15 мая 2022 года
Вообще-то на даче я не бреюсь, только в исключительных случаях. А так — жаль времени, здесь столько неотложных земных и даже земляных хлопот, да и не перед кем: мама твоя знает меня как облупленного ещё с тех пор, когда и брить-то мне было нечего — цыплячий пух. Тогда нечего, теперь, как правило, незачем — пусть и шкура отдохнёт.
Но пятнадцатого я в любом случае должен был побриться. Попадало на день рождения моего замечательного свата, Владимира Николаевича, с которым я неизменно дружен, но который лет десять уже практически прикован к постели. И с которым я, к сожалению, года три уже не виделся: больницы, его и моя, пандемия, боязнь заразить — я ведь ещё рыпаюсь, «фунциклирую», кручусь в людском московском водовороте, а он проживает постоянно в Подмосковье, в своём доме, — и я заранее планировал в этот день проехать в Москву, домой, через него. Повидаться: совестно, что так давно не навещал его.

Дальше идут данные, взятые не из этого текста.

#![forbid(unsafe_code)]

mod store;

pub use store::*;
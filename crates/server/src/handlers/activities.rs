#![forbid(unsafe_code)]

use super::{activity_json, write_ok};
use crate::{
    Args, ai_error, ai_ok, optional_i64, optional_string, require_string, store_error,
};
use sb_core::access::{Action, RequestContext};
use sb_core::parse::{format_date, parse_date};
use sb_storage::{
    ActivityComment, ActivityCommentsRequest, ActivityCreateRequest, ActivityUpdateRequest,
    Engine, TableStore,
};
use serde::Deserialize;
use serde_json::{Value, json};
use time::OffsetDateTime;

#[derive(Debug, Deserialize)]
struct CommentArg {
    mabadara: String,
    activity: String,
    comment: String,
}

pub(crate) fn list<S: TableStore>(
    engine: &Engine<S>,
    ctx: &RequestContext,
    args: &Args,
) -> Result<Value, Value> {
    let today = match optional_string(args, "today")? {
        Some(raw) => parse_date(&raw)
            .ok_or_else(|| ai_error("INVALID_INPUT", "today must be a YYYY-MM-DD date"))?,
        None => OffsetDateTime::now_utc().date(),
    };
    let view = engine
        .list_activities(ctx, today)
        .map_err(|e| store_error(&e))?;

    let rows = view
        .rows
        .iter()
        .map(|row| {
            let mut value = activity_json(&row.activity);
            if let Some(obj) = value.as_object_mut() {
                obj.insert("overdue".to_string(), json!(row.overdue.as_str()));
            }
            value
        })
        .collect::<Vec<_>>();
    let summary = view.summary;
    Ok(ai_ok(
        Action::ListActivities.as_str(),
        json!({
            "today": format_date(today),
            "revision": view.revision,
            "summary": {
                "total": summary.total,
                "completed": summary.completed,
                "overdue": summary.overdue,
                "not_comparable": summary.not_comparable,
                "average_progress": summary.average_progress
            },
            "activities": rows
        }),
    ))
}

pub(crate) fn update<S: TableStore>(
    engine: &Engine<S>,
    ctx: &RequestContext,
    args: &Args,
) -> Result<Value, Value> {
    let request = ActivityUpdateRequest {
        mabadara: require_string(args, "mabadara")?,
        activity: require_string(args, "activity")?,
        progress: optional_i64(args, "progress")?,
        start_date: optional_string(args, "start_date")?,
        end_date: optional_string(args, "end_date")?,
        evidence_link: optional_string(args, "evidence_link")?,
        owner_comment: optional_string(args, "owner_comment")?,
        at: OffsetDateTime::now_utc(),
    };
    let updated = engine
        .update_activity(ctx, request)
        .map_err(|e| store_error(&e))?;
    Ok(write_ok(
        Action::UpdateActivity.as_str(),
        json!({ "activity": activity_json(&updated.activity) }),
        &updated.outcome,
        &updated.ignored,
    ))
}

pub(crate) fn add<S: TableStore>(
    engine: &Engine<S>,
    ctx: &RequestContext,
    args: &Args,
) -> Result<Value, Value> {
    let request = ActivityCreateRequest {
        mabadara: require_string(args, "mabadara")?,
        activity: require_string(args, "activity")?,
        start_date: optional_string(args, "start_date")?.unwrap_or_default(),
        end_date: optional_string(args, "end_date")?.unwrap_or_default(),
    };
    let added = engine
        .add_activity(ctx, request)
        .map_err(|e| store_error(&e))?;
    Ok(write_ok(
        Action::AddActivity.as_str(),
        json!({ "activity": activity_json(&added.activity) }),
        &added.outcome,
        &added.ignored,
    ))
}

pub(crate) fn comment<S: TableStore>(
    engine: &Engine<S>,
    ctx: &RequestContext,
    args: &Args,
) -> Result<Value, Value> {
    let Some(raw) = args.get("comments") else {
        return Err(ai_error("INVALID_INPUT", "comments is required"));
    };
    let parsed: Vec<CommentArg> = serde_json::from_value(raw.clone()).map_err(|_| {
        ai_error(
            "INVALID_INPUT",
            "comments must be a list of {mabadara, activity, comment}",
        )
    })?;
    if parsed.is_empty() {
        return Err(ai_error("INVALID_INPUT", "comments must not be empty"));
    }

    let request = ActivityCommentsRequest {
        comments: parsed
            .into_iter()
            .map(|c| ActivityComment {
                mabadara: c.mabadara,
                activity: c.activity,
                comment: c.comment,
            })
            .collect(),
        at: OffsetDateTime::now_utc(),
    };
    let outcome = engine
        .comment_activities(ctx, request)
        .map_err(|e| store_error(&e))?;
    Ok(write_ok(Action::CommentActivities.as_str(), json!({}), &outcome, &[]))
}
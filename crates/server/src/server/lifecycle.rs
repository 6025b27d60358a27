#![forbid(unsafe_code)]

use super::StratboardServer;
use crate::{JsonRpcRequest, json_rpc_error, json_rpc_response};
use sb_storage::{Engine, TableStore};
use serde_json::{Value, json};

impl<S: TableStore> StratboardServer<S> {
    pub(crate) fn new(engine: Engine<S>) -> Self {
        Self {
            initialized: false,
            engine,
        }
    }

    pub(crate) fn handle(&mut self, request: JsonRpcRequest) -> Option<Value> {
        let method = request.method.as_str();
        let expects_response = !matches!(request.id.as_ref(), None | Some(Value::Null));

        if method == "initialize" {
            let protocol_version = request
                .params
                .as_ref()
                .and_then(|v| v.get("protocolVersion"))
                .and_then(|v| v.as_str())
                .unwrap_or(crate::PROTOCOL_VERSION);
            self.initialized = true;

            return Some(json_rpc_response(
                request.id,
                json!({
                    "protocolVersion": protocol_version,
                    "serverInfo": {
                        "name": crate::SERVER_NAME,
                        "version": crate::SERVER_VERSION
                    },
                    "capabilities": {
                        "actions": {},
                        "guardedWrites": self.engine.guarded_writes()
                    }
                }),
            ));
        }

        if method == "notifications/initialized" || method == "initialized" {
            self.initialized = true;
            return None;
        }

        if !self.initialized {
            if matches!(method, "actions/call" | "actions/list" | "ping") {
                self.initialized = true;
            } else if expects_response {
                return Some(json_rpc_error(request.id, -32002, "Server not initialized"));
            } else {
                return None;
            }
        }

        match method {
            "ping" => Some(json_rpc_response(request.id, json!({}))),
            "actions/list" => Some(json_rpc_response(request.id, self.actions_list())),
            "actions/call" => {
                let envelope = self.call_action(request.params.as_ref());
                Some(json_rpc_response(request.id, envelope))
            }
            _ if expects_response => Some(json_rpc_error(
                request.id,
                -32601,
                &format!("Method not found: {method}"),
            )),
            _ => None,
        }
    }
}
#![forbid(unsafe_code)]

use tracing_subscriber::EnvFilter;

/// Logs go to stderr; stdout carries the protocol.
pub(crate) fn init_logging(filter: &str) {
    let filter = EnvFilter::try_new(filter).unwrap_or_else(|_| EnvFilter::new("info"));
    tracing_subscriber::fmt()
        .with_env_filter(filter)
        .with_writer(std::io::stderr)
        .with_ansi(false)
        .with_target(false)
        .init();
}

Опять же — планировал заехать и к тебе. Вот и брился, стоя перед небольшим зеркальцем.
Человек полагает, а Господь — располагает…
— Даша — в коме…
Нет, я не порезался. Бритва у меня безопасная, «Жиллет».
Я задохнулся.
Попытаюсь восстановить всё в последовательности.
Михаилу велел сесть вместе с тобой в скорую и тоже ехать в больницу. Оттуда сразу же позвонить мне.

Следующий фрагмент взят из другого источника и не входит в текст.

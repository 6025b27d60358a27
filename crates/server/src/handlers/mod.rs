#![forbid(unsafe_code)]

//! Argument parsing and JSON rendering around the engine's actions.

pub(crate) mod activities;
pub(crate) mod kpis;

use crate::{ai_ok_with_warnings, warning};
use sb_core::access::RequestContext;
use sb_core::records::{Activity, Kpi};
use sb_storage::{CommitOutcome, IgnoredField};
use serde_json::{Value, json};

pub(crate) fn context_json(ctx: &RequestContext) -> Value {
    json!({
        "username": ctx.username,
        "name": ctx.name,
        "role": ctx.role.as_str(),
        "assigned_initiatives": ctx.assigned_initiatives
    })
}

pub(crate) fn activity_json(activity: &Activity) -> Value {
    json!({
        "mabadara": activity.mabadara,
        "activity": activity.activity,
        "start_date": activity.start_date,
        "end_date": activity.end_date,
        "progress": activity.progress,
        "evidence_link": activity.evidence_link,
        "owner_comment": activity.owner_comment,
        "admin_comment": activity.admin_comment
    })
}

pub(crate) fn kpi_json(kpi: &Kpi) -> Value {
    json!({
        "kpi_name": kpi.name,
        "target": kpi.target,
        "actual": kpi.actual,
        "direction": kpi.direction.as_str(),
        "owner": kpi.owner,
        "owner_comment": kpi.owner_comment,
        "admin_comment": kpi.admin_comment
    })
}

fn outcome_json(outcome: &CommitOutcome) -> Value {
    json!({
        "revision": outcome.revision,
        "committed": outcome.committed,
        "changed_rows": outcome.changed_rows
    })
}

/// Success envelope for a write action; flags a request that changed nothing
/// and every field that was skipped as unparsable.
fn write_ok(
    intent: &str,
    mut result: Value,
    outcome: &CommitOutcome,
    ignored: &[IgnoredField],
) -> Value {
    if let Some(obj) = result.as_object_mut() {
        obj.insert("outcome".to_string(), outcome_json(outcome));
    }
    let mut warnings = ignored
        .iter()
        .map(|field| {
            let message = format!(
                "{} value {:?} could not be parsed and was not written",
                field.column, field.value
            );
            warning(
                "FIELD_IGNORED",
                &message,
                "Send dates as YYYY-MM-DD and numbers as plain digits.",
            )
        })
        .collect::<Vec<_>>();
    if !outcome.committed {
        warnings.push(warning(
            "NO_CHANGE",
            "the request matched the stored values; nothing was written",
            "No action needed.",
        ));
    }
    ai_ok_with_warnings(intent, result, warnings)
}
#![forbid(unsafe_code)]
#![allow(dead_code)]

use sb_core::Cell;
use sb_core::schema::{ACTIVITIES, KPIS, TableSchema, USERS};
use sb_storage::{CommitMode, SqliteTableStore, TableStore};
use serde_json::{Value, json};
use std::io::{BufRead, BufReader, Write};
use std::path::{Path, PathBuf};
use std::process::{Child, ChildStdin, ChildStdout, Command, Stdio};

pub(crate) struct Server {
    child: Child,
    stdin: ChildStdin,
    stdout: BufReader<ChildStdout>,
    storage_dir: PathBuf,
    cleanup_storage: bool,
    next_id: i64,
}

impl Server {
    pub(crate) fn start(test_name: &str) -> Self {
        Self::start_with_args(test_name, &[])
    }

    pub(crate) fn start_with_args(test_name: &str, extra_args: &[&str]) -> Self {
        let storage_dir = temp_dir(test_name);
        Self::start_with_storage_dir(storage_dir, extra_args, true)
    }

    /// Seeds the demo tables into a fresh store, then starts the server on it.
    pub(crate) fn start_seeded(test_name: &str) -> Self {
        let storage_dir = temp_dir(test_name);
        seed_demo(&storage_dir);
        Self::start_with_storage_dir(storage_dir, &[], true)
    }

    pub(crate) fn start_with_storage_dir(
        storage_dir: PathBuf,
        extra_args: &[&str],
        cleanup_storage: bool,
    ) -> Self {
        std::fs::create_dir_all(&storage_dir).expect("create storage dir");
        let mut child = Command::new(env!("CARGO_BIN_EXE_stratboard"))
            .arg("--storage-dir")
            .arg(&storage_dir)
            .args(["--log-level", "warn"])
            .args(extra_args)
            .stdin(Stdio::piped())
            .stdout(Stdio::piped())
            .stderr(Stdio::null())
            .spawn()
            .expect("spawn stratboard");

        let stdin = child.stdin.take().expect("stdin");
        let stdout = BufReader::new(child.stdout.take().expect("stdout"));

        Self {
            child,
            stdin,
            stdout,
            storage_dir,
            cleanup_storage,
            next_id: 100,
        }
    }

    pub(crate) fn storage_dir(&self) -> &Path {
        &self.storage_dir
    }

    /// Leaves the store on disk when this server is dropped.
    pub(crate) fn keep_storage(&mut self) {
        self.cleanup_storage = false;
    }

    pub(crate) fn send(&mut self, req: Value) {
        writeln!(self.stdin, "{req}").expect("write request");
        self.stdin.flush().expect("flush request");
    }

    pub(crate) fn send_raw(&mut self, line: &str) {
        writeln!(self.stdin, "{line}").expect("write request");
        self.stdin.flush().expect("flush request");
    }

    pub(crate) fn recv(&mut self) -> Value {
        let mut line = String::new();
        self.stdout.read_line(&mut line).expect("read response");
        assert!(!line.trim().is_empty(), "empty response line");
        serde_json::from_str(&line).expect("parse response json")
    }

    pub(crate) fn request(&mut self, req: Value) -> Value {
        self.send(req);
        self.recv()
    }

    pub(crate) fn initialize_default(&mut self) {
        let _ = self.request(json!({
            "jsonrpc": "2.0",
            "id": 1,
            "method": "initialize",
            "params": { "protocolVersion": "2024-11-05", "clientInfo": { "name": "test", "version": "0" } }
        }));
        self.send(json!({
            "jsonrpc": "2.0",
            "method": "notifications/initialized",
            "params": {}
        }));
    }

    /// `actions/call` as `username`; returns the envelope.
    pub(crate) fn call(
        &mut self,
        username: &str,
        password: &str,
        name: &str,
        arguments: Value,
    ) -> Value {
        self.next_id += 1;
        let resp = self.request(json!({
            "jsonrpc": "2.0",
            "id": self.next_id,
            "method": "actions/call",
            "params": {
                "name": name,
                "credentials": { "username": username, "password": password },
                "arguments": arguments
            }
        }));
        resp.get("result").cloned().expect("result envelope")
    }
}

impl Drop for Server {
    fn drop(&mut self) {
        let _ = self.child.kill();
        let _ = self.child.wait();
        if self.cleanup_storage {
            let _ = std::fs::remove_dir_all(&self.storage_dir);
        }
    }
}

pub(crate) fn temp_dir(test_name: &str) -> PathBuf {
    let base = std::env::temp_dir();
    let pid = std::process::id();
    let nonce = std::time::SystemTime::now()
        .duration_since(std::time::UNIX_EPOCH)
        .unwrap_or_default()
        .as_nanos();
    let dir = base.join(format!("sb_server_{test_name}_{pid}_{nonce}"));
    std::fs::create_dir_all(&dir).expect("create temp dir");
    dir
}

fn seed(store: &SqliteTableStore, schema: TableSchema, rows: Vec<Vec<Cell>>) {
    let header = schema
        .columns
        .iter()
        .map(|c| c.to_string())
        .collect::<Vec<_>>();
    store
        .write(schema.name, &header, &rows, CommitMode::Overwrite)
        .expect("seed table");
}

/// Users `boss` (Admin), `sara` (Owner of A), `vic` (Viewer) and `gus` (an
/// unrecognized role); password `pw`.
pub(crate) fn seed_demo(storage_dir: &Path) {
    let store = SqliteTableStore::open(storage_dir).expect("open store");
    let user = |username: &str, role: &str, assigned: &str| {
        vec![
            Cell::text(username),
            Cell::text("pw"),
            Cell::text(username.to_uppercase()),
            Cell::text(role),
            Cell::text(assigned),
        ]
    };
    seed(
        &store,
        USERS,
        vec![
            user("boss", "Admin", ""),
            user("sara", "Owner", "A"),
            user("vic", "Viewer", ""),
            user("gus", "Auditor", ""),
        ],
    );
    let activity = |mabadara: &str, name: &str, end: &str, progress: i64| {
        vec![
            Cell::text(mabadara),
            Cell::text(name),
            Cell::text("2024-01-01"),
            Cell::text(end),
            Cell::Int(progress),
            Cell::Empty,
            Cell::Empty,
            Cell::Empty,
        ]
    };
    seed(
        &store,
        ACTIVITIES,
        vec![
            activity("A", "X", "2024-06-30", 40),
            activity("A", "Y", "2099-01-01", 10),
            activity("B", "Z", "tbd", 0),
        ],
    );
    seed(
        &store,
        KPIS,
        vec![vec![
            Cell::text("Coverage"),
            Cell::Int(80),
            Cell::Int(70),
            Cell::text("Ascending"),
            Cell::text("sara"),
            Cell::Empty,
            Cell::Empty,
        ]],
    );
}

pub(crate) fn read_rows(storage_dir: &Path, table: &str) -> Vec<Vec<Cell>> {
    SqliteTableStore::open(storage_dir)
        .expect("open store")
        .read(table)
        .expect("read table")
        .rows
}
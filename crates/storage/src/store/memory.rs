#![forbid(unsafe_code)]

use super::{CommitMode, StoreError, StoredTable, TableStore, align_row, check_revision};
use sb_core::{Cell, Row};
use std::collections::BTreeMap;
use std::sync::Mutex;
use std::sync::atomic::{AtomicBool, AtomicUsize, Ordering};

/// Process-local table store. Shared between sessions by reference; every call
/// is atomic with respect to the others, but nothing spans calls.
#[derive(Debug, Default)]
pub struct MemoryTableStore {
    tables: Mutex<BTreeMap<String, StoredTable>>,
    fail_reads: AtomicBool,
    fail_writes: AtomicBool,
    writes: AtomicUsize,
    appends: AtomicUsize,
}

impl MemoryTableStore {
    pub fn new() -> Self {
        Self::default()
    }

    /// Seeds a table directly, bypassing revision checks and write counters.
    pub fn insert_table(&self, table: &str, header: &[&str], rows: Vec<Vec<Cell>>) {
        if let Ok(mut tables) = self.tables.lock() {
            tables.insert(
                table.to_string(),
                StoredTable {
                    header: header.iter().map(|c| c.to_string()).collect(),
                    rows,
                    revision: 0,
                },
            );
        }
    }

    pub fn set_fail_reads(&self, fail: bool) {
        self.fail_reads.store(fail, Ordering::SeqCst);
    }

    pub fn set_fail_writes(&self, fail: bool) {
        self.fail_writes.store(fail, Ordering::SeqCst);
    }

    /// Number of successful full-table writes since creation.
    pub fn write_count(&self) -> usize {
        self.writes.load(Ordering::SeqCst)
    }

    pub fn append_count(&self) -> usize {
        self.appends.load(Ordering::SeqCst)
    }

    fn lock(
        &self,
    ) -> Result<std::sync::MutexGuard<'_, BTreeMap<String, StoredTable>>, StoreError> {
        self.tables
            .lock()
            .map_err(|_| StoreError::StoreUnavailable("memory store lock poisoned".to_string()))
    }
}

impl TableStore for MemoryTableStore {
    fn read(&self, table: &str) -> Result<StoredTable, StoreError> {
        if self.fail_reads.load(Ordering::SeqCst) {
            return Err(StoreError::StoreUnavailable(format!(
                "table {table} unreachable"
            )));
        }
        self.lock()?
            .get(table)
            .cloned()
            .ok_or_else(|| StoreError::StoreUnavailable(format!("table {table} not found")))
    }

    fn write(
        &self,
        table: &str,
        header: &[String],
        rows: &[Vec<Cell>],
        mode: CommitMode,
    ) -> Result<i64, StoreError> {
        if self.fail_writes.load(Ordering::SeqCst) {
            return Err(StoreError::StoreUnavailable(format!(
                "table {table} unreachable"
            )));
        }
        let mut tables = self.lock()?;
        let current = tables.get(table).map(|t| t.revision).unwrap_or(0);
        check_revision(mode, current)?;
        let revision = current + 1;
        tables.insert(
            table.to_string(),
            StoredTable {
                header: header.to_vec(),
                rows: rows.to_vec(),
                revision,
            },
        );
        self.writes.fetch_add(1, Ordering::SeqCst);
        Ok(revision)
    }

    fn append_row(&self, table: &str, row: &Row) -> Result<i64, StoreError> {
        if self.fail_writes.load(Ordering::SeqCst) {
            return Err(StoreError::StoreUnavailable(format!(
                "table {table} unreachable"
            )));
        }
        let mut tables = self.lock()?;
        let Some(stored) = tables.get_mut(table) else {
            return Err(StoreError::StoreUnavailable(format!(
                "table {table} not found"
            )));
        };
        let cells = align_row(&stored.header, row);
        stored.rows.push(cells);
        stored.revision += 1;
        self.appends.fetch_add(1, Ordering::SeqCst);
        Ok(stored.revision)
    }
}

Позвонил Диме, он как раз находился у отца, Владимира Николаевича, на полпути к нам, и попросил как можно быстрее приехать за нами в Борисовку.
Дима, не мешкая, вылетел.
Минут через пятнадцать позвонил Михаил — из Первой градской. Дал мне телефон реанимации, в которую уже доставили тебя. Пока Дима долетел за нами, я смог всё же дозвониться до дежурного реаниматолога: видимо, эфир действительно в определённых ситуациях может быть живым и даже — сочувствующим.
— Вы кто?
— Отец.
Секундная пауза, и молодой мужской голос сразу стареет:
— Ваша девочка скорее всего погибнет…
Вот тут уже хорошо, что в руке у меня не было бритвы, даже безопасной, даже «Жиллет».

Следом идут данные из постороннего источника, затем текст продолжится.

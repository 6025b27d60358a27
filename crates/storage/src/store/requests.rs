#![forbid(unsafe_code)]

use sb_core::metrics::{ActivitySummary, KpiStatus, KpiSummary, OverdueState};
use sb_core::records::{Activity, Kpi};
use time::OffsetDateTime;

/// Owner edit of one activity. `None` leaves a field as it is.
#[derive(Clone, Debug, PartialEq)]
pub struct ActivityUpdateRequest {
    pub mabadara: String,
    pub activity: String,
    /// Clamped into 0..=100.
    pub progress: Option<i64>,
    /// Dates that do not parse are skipped and reported in `ignored`.
    pub start_date: Option<String>,
    pub end_date: Option<String>,
    pub evidence_link: Option<String>,
    /// Appended to the owner comment log; blank is a no-op.
    pub owner_comment: Option<String>,
    pub at: OffsetDateTime,
}

#[derive(Clone, Debug, PartialEq, Eq)]
pub struct ActivityCreateRequest {
    pub mabadara: String,
    pub activity: String,
    pub start_date: String,
    pub end_date: String,
}

#[derive(Clone, Debug, PartialEq, Eq)]
pub struct ActivityComment {
    pub mabadara: String,
    pub activity: String,
    pub comment: String,
}

/// Admin notes on any number of activities, saved together.
#[derive(Clone, Debug, PartialEq)]
pub struct ActivityCommentsRequest {
    pub comments: Vec<ActivityComment>,
    pub at: OffsetDateTime,
}

#[derive(Clone, Debug, PartialEq)]
pub struct KpiTargetRequest {
    pub kpi_name: String,
    pub target: Option<f64>,
    pub admin_comment: Option<String>,
    pub at: OffsetDateTime,
}

#[derive(Clone, Debug, PartialEq)]
pub struct KpiActualRequest {
    pub kpi_name: String,
    pub actual: Option<f64>,
    pub owner_comment: Option<String>,
    pub at: OffsetDateTime,
}

#[derive(Clone, Debug, PartialEq)]
pub struct ActivityStatusRow {
    pub activity: Activity,
    pub overdue: OverdueState,
}

#[derive(Clone, Debug, PartialEq)]
pub struct ActivitiesView {
    pub rows: Vec<ActivityStatusRow>,
    pub summary: ActivitySummary,
    pub revision: i64,
}

#[derive(Clone, Debug, PartialEq)]
pub struct KpiStatusRow {
    pub kpi: Kpi,
    pub status: KpiStatus,
}

#[derive(Clone, Debug, PartialEq)]
pub struct KpisView {
    pub rows: Vec<KpiStatusRow>,
    pub summary: KpiSummary,
    pub revision: i64,
}

/// Result of a write action. `committed` is false when nothing changed and no
/// write was issued.
#[derive(Clone, Debug, PartialEq)]
pub struct CommitOutcome {
    pub revision: i64,
    pub committed: bool,
    pub changed_rows: usize,
}

/// A request field that could not be parsed and was left as stored.
#[derive(Clone, Debug, PartialEq, Eq)]
pub struct IgnoredField {
    pub column: &'static str,
    pub value: String,
}

#[derive(Clone, Debug, PartialEq)]
pub struct ActivityUpdated {
    pub activity: Activity,
    pub outcome: CommitOutcome,
    pub ignored: Vec<IgnoredField>,
}

#[derive(Clone, Debug, PartialEq)]
pub struct KpiUpdated {
    pub kpi: Kpi,
    pub status: KpiStatus,
    pub outcome: CommitOutcome,
    pub ignored: Vec<IgnoredField>,
}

Я не стал его расспрашивать: раз реаниматолог дежурный, стало быть, у него абсолютный дедлайн — не отвлекай, отец!
В висках стучало страшное слово, пока только слово, не облекаясь во плоть, в конкретную форму, в ужас, которые мне только предстояло увидеть и постичь. Окунуться в который с головой.
Слово, какое я не мог повторить склонившейся над моей головой жене.
…Академик Франк, мой тёзка и старинный друг…
Академик Румянцев, к которому я когда-то вместе с Раисой Горбачёвой привозил импортное оборудование для его детского гематологического центра, — оба мировые светила в своих сферах.
Марьяна Лысенко — легендарная главврач полтора года назад выходившей меня легендарной Пятьдесят второй больницы…
Хороший, надёжный, не раз выручавший меня в жизненных неурядицах вице-мэр Москвы…
Мне надо было сохранить здравость ума в эти безумные минуты… Мы уже в машине, мы летим в Москву. Я лихорадочно выискиваю телефоны этих и других, имеющих отношение к медицине, моих друзей и знакомых, да просто потенциальных спасителей. Подключаю свою палочку-выручалочку на все случаи жизни, Наташу, помощницу по работе… Названиваю, пытаюсь сохранить каменное лицо, не паниковать, не истерить, вяло отбрёхиваюсь от жены, которая с заднего сиденья волчицей вцепилась мне ногтями в плечи, трясёт и уже не кричит, а сорвано сипит:
— Что? Что там?!
— Заболела… Тяжело больна… Спасают…
Сидевший рядом со мною зять, до которого долетают не только мои мольбы, но и звуки, ответы, слова из трубки, конечно, уже догадался, но держит таким же, каменным, и своё лицо: волчица-мать на заднем сиденье не оставляет и его, мечется безумно между нами двумя.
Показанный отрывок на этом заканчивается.